Saved data entries ->
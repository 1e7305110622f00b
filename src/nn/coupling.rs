use ndarray::{Array3, ArrayView3};
use rand::Rng;

use super::{AttentionCoupling, MlpCoupling};
use crate::{config::CouplingConfig, error::Result, params::TensorTree};

/// One of the two transforms (`f` or `g`) of a reversible block.
#[derive(Clone, Debug)]
pub enum Coupling {
    Mlp(MlpCoupling),
    Attention(AttentionCoupling),
}
use Coupling::*;

impl Coupling {
    /// Builds a transform over `dim` features whose parameters live under `prefix/`.
    pub fn new(config: &CouplingConfig, prefix: &str, dim: usize, init_scale: f32) -> Self {
        match *config {
            CouplingConfig::Mlp { ff_mult } => {
                Mlp(MlpCoupling::new(prefix, dim, ff_mult, init_scale))
            }
            CouplingConfig::Attention { heads, key_size } => Attention(AttentionCoupling::new(
                prefix, dim, heads, key_size, init_scale,
            )),
        }
    }

    pub fn init_params<R: Rng>(&self, rng: &mut R, params: &mut TensorTree) -> Result<()> {
        match self {
            Mlp(c) => c.init_params(rng, params),
            Attention(c) => c.init_params(rng, params),
        }
    }

    pub fn forward(&self, params: &TensorTree, x: ArrayView3<f32>) -> Result<Array3<f32>> {
        match self {
            Mlp(c) => c.forward(params, x),
            Attention(c) => c.forward(params, x),
        }
    }

    /// Recomputes the transform at `x` and pulls `dy` back through it.
    ///
    /// # Returns
    /// The gradient with respect to `x`, parameter gradients are written into `grads`.
    pub fn backward(
        &self,
        params: &TensorTree,
        x: ArrayView3<f32>,
        dy: ArrayView3<f32>,
        grads: &mut TensorTree,
    ) -> Result<Array3<f32>> {
        match self {
            Mlp(c) => c.backward(params, x, dy, grads),
            Attention(c) => c.backward(params, x, dy, grads),
        }
    }
}
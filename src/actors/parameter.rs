use std::{path::PathBuf, sync::Arc};

use actix::prelude::*;
use log::{debug, info, warn};
use rand::{rngs::StdRng, Rng, SeedableRng};

use super::ActorState;
use crate::{
    checkpoint::CheckpointStore,
    error::{Result, SwarmError},
    optimization::Optimizer,
    params::TensorTree,
};

/// The model-specific part of a [`ParameterActor`].
///
/// A stage knows how to size and sample its parameters from a representative input, everything
/// else (accumulation, stepping, persistence) is shared.
pub trait Stage: Unpin + Send + 'static {
    /// The representative input `init` is sized from.
    type Sample: Send + 'static;

    /// Samples the initial parameters, recording whatever shape information later calls check.
    fn init_params(&mut self, rng: &mut StdRng, sample: &Self::Sample) -> Result<TensorTree>;
}

/* -------------------------------------------------------------------------- */
/*                                  Messages                                  */
/* -------------------------------------------------------------------------- */

/// Two-phase construction: fully populates the actor state. Returns the parameter count.
pub struct Init<T> {
    pub seed: u64,
    pub sample: T,
}

impl<T: 'static> Message for Init<T> {
    type Result = Result<usize>;
}

/// Applies the averaged accumulated gradient. Returns the new step counter.
#[derive(Message)]
#[rtype(result = "Result<u64>")]
pub struct Step;

#[derive(Message)]
#[rtype(result = "Result<TensorTree>")]
pub struct GetParams;

#[derive(Message)]
#[rtype(result = "Result<TensorTree>")]
pub struct GetGradAccum;

#[derive(Message)]
#[rtype(result = "Result<u32>")]
pub struct GetGradCount;

#[derive(Message)]
#[rtype(result = "Result<u64>")]
pub struct GetStep;

#[derive(Message)]
#[rtype(result = "Result<usize>")]
pub struct NumParams;

#[derive(Message)]
#[rtype(result = "Result<()>")]
pub struct Save {
    pub path: PathBuf,
    pub epoch: u64,
}

/// Restores the latest snapshot under `path`. Resolves to `false` when there is nothing usable.
#[derive(Message)]
#[rtype(result = "Result<bool>")]
pub struct Load {
    pub path: PathBuf,
}

#[derive(Message)]
#[rtype(result = "Result<()>")]
pub struct ResetGradients;

/* -------------------------------------------------------------------------- */
/*                               Parameter actor                              */
/* -------------------------------------------------------------------------- */

/// A stateful pipeline unit owning one slice of the model.
///
/// The actor's mailbox serializes every call, so its state is never shared nor locked.
pub struct ParameterActor<S> {
    name: String,
    pub(super) stage: S,
    optimizer: Box<dyn Optimizer>,
    store: Arc<dyn CheckpointStore>,
    state: Option<ActorState>,
}

impl<S: Stage> ParameterActor<S> {
    pub fn new(
        name: impl Into<String>,
        stage: S,
        optimizer: Box<dyn Optimizer>,
        store: Arc<dyn CheckpointStore>,
    ) -> Self {
        Self {
            name: name.into(),
            stage,
            optimizer,
            store,
            state: None,
        }
    }

    pub fn name(&self) -> &str {
        &self.name
    }

    /// The state, or an `Initialization` error if `init` has not run yet.
    pub(super) fn state(&self) -> Result<&ActorState> {
        self.state.as_ref().ok_or_else(|| {
            SwarmError::Initialization(format!("{} was used before init", self.name))
        })
    }

    fn state_mut(&mut self) -> Result<&mut ActorState> {
        let name = &self.name;
        self.state
            .as_mut()
            .ok_or_else(|| SwarmError::Initialization(format!("{name} was used before init")))
    }

    /// Accumulates one gradient contribution.
    pub(super) fn accumulate(&mut self, grads: &TensorTree) -> Result<()> {
        self.state_mut()?.accumulate(grads)
    }

    fn initialize(&mut self, seed: u64, sample: &S::Sample) -> Result<usize> {
        if self.state.is_some() {
            return Err(SwarmError::Initialization(format!(
                "{} was already initialized",
                self.name
            )));
        }

        let mut master = StdRng::seed_from_u64(seed);
        let out_key: u64 = master.random();
        let mut init_rng = StdRng::seed_from_u64(master.random());

        let params = self.stage.init_params(&mut init_rng, sample)?;
        let num_params = params.num_params();

        self.state = Some(ActorState::new(params, &*self.optimizer, out_key));
        info!(actor = self.name.as_str(), num_params; "parameters initialized");

        Ok(num_params)
    }

    fn restore(&mut self, path: PathBuf) -> Result<bool> {
        let current = self.state()?;

        let restored = match self.store.load(&path) {
            Ok(Some(restored)) => restored,
            Ok(None) => return Ok(false),
            Err(e) => {
                warn!(actor = self.name.as_str(), error:% = e; "ignoring unusable snapshot");
                return Ok(false);
            }
        };

        if let Err(e) = current
            .params()
            .ensure_same_structure(restored.params(), "snapshot params")
        {
            warn!(actor = self.name.as_str(), error:% = e; "snapshot does not fit this model");
            return Ok(false);
        }

        info!(
            actor = self.name.as_str(),
            step = restored.step_count(),
            path:% = path.display();
            "state restored"
        );
        self.state = Some(restored);

        Ok(true)
    }
}

impl<S: Stage> Actor for ParameterActor<S> {
    type Context = Context<Self>;

    fn started(&mut self, _ctx: &mut Self::Context) {
        debug!(actor = self.name.as_str(); "actor started");
    }
}

impl<S: Stage> Handler<Init<S::Sample>> for ParameterActor<S> {
    type Result = Result<usize>;

    fn handle(&mut self, msg: Init<S::Sample>, _ctx: &mut Self::Context) -> Self::Result {
        self.initialize(msg.seed, &msg.sample)
    }
}

impl<S: Stage> Handler<Step> for ParameterActor<S> {
    type Result = Result<u64>;

    fn handle(&mut self, _msg: Step, _ctx: &mut Self::Context) -> Self::Result {
        let optimizer = &*self.optimizer;
        let state = self.state.as_mut().ok_or_else(|| {
            SwarmError::Initialization(format!("{} was used before init", self.name))
        })?;

        let averaged = state.grad_count();
        state.step(optimizer)?;

        debug!(actor = self.name.as_str(), step = state.step_count(), averaged; "step applied");
        Ok(state.step_count())
    }
}

impl<S: Stage> Handler<GetParams> for ParameterActor<S> {
    type Result = Result<TensorTree>;

    fn handle(&mut self, _msg: GetParams, _ctx: &mut Self::Context) -> Self::Result {
        Ok(self.state()?.params().clone())
    }
}

impl<S: Stage> Handler<GetGradAccum> for ParameterActor<S> {
    type Result = Result<TensorTree>;

    fn handle(&mut self, _msg: GetGradAccum, _ctx: &mut Self::Context) -> Self::Result {
        Ok(self.state()?.grad_accum().clone())
    }
}

impl<S: Stage> Handler<GetGradCount> for ParameterActor<S> {
    type Result = Result<u32>;

    fn handle(&mut self, _msg: GetGradCount, _ctx: &mut Self::Context) -> Self::Result {
        Ok(self.state()?.grad_count())
    }
}

impl<S: Stage> Handler<GetStep> for ParameterActor<S> {
    type Result = Result<u64>;

    fn handle(&mut self, _msg: GetStep, _ctx: &mut Self::Context) -> Self::Result {
        Ok(self.state()?.step_count())
    }
}

impl<S: Stage> Handler<NumParams> for ParameterActor<S> {
    type Result = Result<usize>;

    fn handle(&mut self, _msg: NumParams, _ctx: &mut Self::Context) -> Self::Result {
        Ok(self.state()?.params().num_params())
    }
}

impl<S: Stage> Handler<Save> for ParameterActor<S> {
    type Result = Result<()>;

    fn handle(&mut self, msg: Save, _ctx: &mut Self::Context) -> Self::Result {
        let state = self.state()?;
        self.store.save(state, &msg.path, msg.epoch)?;

        info!(actor = self.name.as_str(), epoch = msg.epoch; "state saved");
        Ok(())
    }
}

impl<S: Stage> Handler<Load> for ParameterActor<S> {
    type Result = Result<bool>;

    fn handle(&mut self, msg: Load, _ctx: &mut Self::Context) -> Self::Result {
        self.restore(msg.path)
    }
}

impl<S: Stage> Handler<ResetGradients> for ParameterActor<S> {
    type Result = Result<()>;

    fn handle(&mut self, _msg: ResetGradients, _ctx: &mut Self::Context) -> Self::Result {
        self.state_mut()?.reset_gradients();
        Ok(())
    }
}
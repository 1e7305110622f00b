//! Pipeline-parallel training of reversible residual networks on an actor runtime.
//!
//! Every slice of the model (the embedding head, each reversible stage) lives in its own actor
//! on its own arbiter and owns its parameters, gradient accumulator and optimizer state. The
//! [`Orchestrator`] pushes one batch at a time forward through the chain and back again. On the
//! way back each stage rebuilds its input from its output instead of caching activations.

pub mod actors;
pub mod checkpoint;
pub mod config;
pub mod data;
pub mod error;
pub mod nn;
pub mod optimization;
pub mod orchestra;
pub mod params;
pub mod wire;

pub use config::SwarmConfig;
pub use error::{Result, SwarmError};
pub use orchestra::{Orchestrator, PipelineHandle, StepReport};
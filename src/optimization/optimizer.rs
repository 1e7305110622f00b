use std::collections::BTreeMap;

use serde::{Deserialize, Serialize};

use crate::{
    error::{Result, SwarmError},
    params::TensorTree,
};

/// Optimizer-internal state: named slot trees shaped like the parameters, and an update count.
#[derive(Debug, Clone, Default, PartialEq, Serialize, Deserialize)]
pub struct OptState {
    count: u64,
    slots: BTreeMap<String, TensorTree>,
}

impl OptState {
    pub fn new(slots: impl IntoIterator<Item = (String, TensorTree)>) -> Self {
        Self {
            count: 0,
            slots: slots.into_iter().collect(),
        }
    }

    /// How many updates produced this state.
    pub fn count(&self) -> u64 {
        self.count
    }

    pub fn slot(&self, name: &str) -> Result<&TensorTree> {
        self.slots
            .get(name)
            .ok_or_else(|| SwarmError::Initialization(format!("missing optimizer slot `{name}`")))
    }

    pub fn slots(&self) -> impl Iterator<Item = (&str, &TensorTree)> {
        self.slots.iter().map(|(name, tree)| (name.as_str(), tree))
    }

    /// The state that follows this one, holding the given slots.
    pub fn next(&self, slots: impl IntoIterator<Item = (String, TensorTree)>) -> Self {
        Self {
            count: self.count + 1,
            slots: slots.into_iter().collect(),
        }
    }

    /// Checks that every slot shares the structure of `params`.
    pub fn ensure_matches(&self, params: &TensorTree) -> Result<()> {
        self.slots
            .iter()
            .try_for_each(|(name, slot)| params.ensure_same_structure(slot, name))
    }
}

/// Defines the strategy for turning an averaged gradient into a parameter update.
///
/// Implementations are pure: they never mutate their inputs and the same `(grad, state)` pair
/// always yields the same output.
pub trait Optimizer: Send + Sync {
    /// Creates the initial state for the given parameters.
    fn init(&self, params: &TensorTree) -> OptState;

    /// Computes the update for `grad`.
    ///
    /// # Returns
    /// The delta to add to the parameters and the next optimizer state.
    ///
    /// # Errors
    /// A `ShapeMismatch` if `grad` does not share the structure of the state's slots.
    fn update(&self, grad: &TensorTree, state: &OptState) -> Result<(TensorTree, OptState)>;
}

impl<O: Optimizer + ?Sized> Optimizer for Box<O> {
    fn init(&self, params: &TensorTree) -> OptState {
        (**self).init(params)
    }

    fn update(&self, grad: &TensorTree, state: &OptState) -> Result<(TensorTree, OptState)> {
        (**self).update(grad, state)
    }
}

TASK INSTRUCTIONS ->
Return word for word the lines above from the line with "The model-specific part" to the line with "later calls check.", including both and leaving out all others.

WRITTEN SOLUTION ->
/// The model-specific part of a [`ParameterActor`].
///
/// A stage knows how to size and sample its parameters from a representative input, everything
/// else (accumulation, stepping, persistence) is shared.
pub trait Stage: Unpin + Send + 'static {
    /// The representative input `init` is sized from.
    type Sample: Send + 'static;

    /// Samples the initial parameters, recording whatever shape information later calls check.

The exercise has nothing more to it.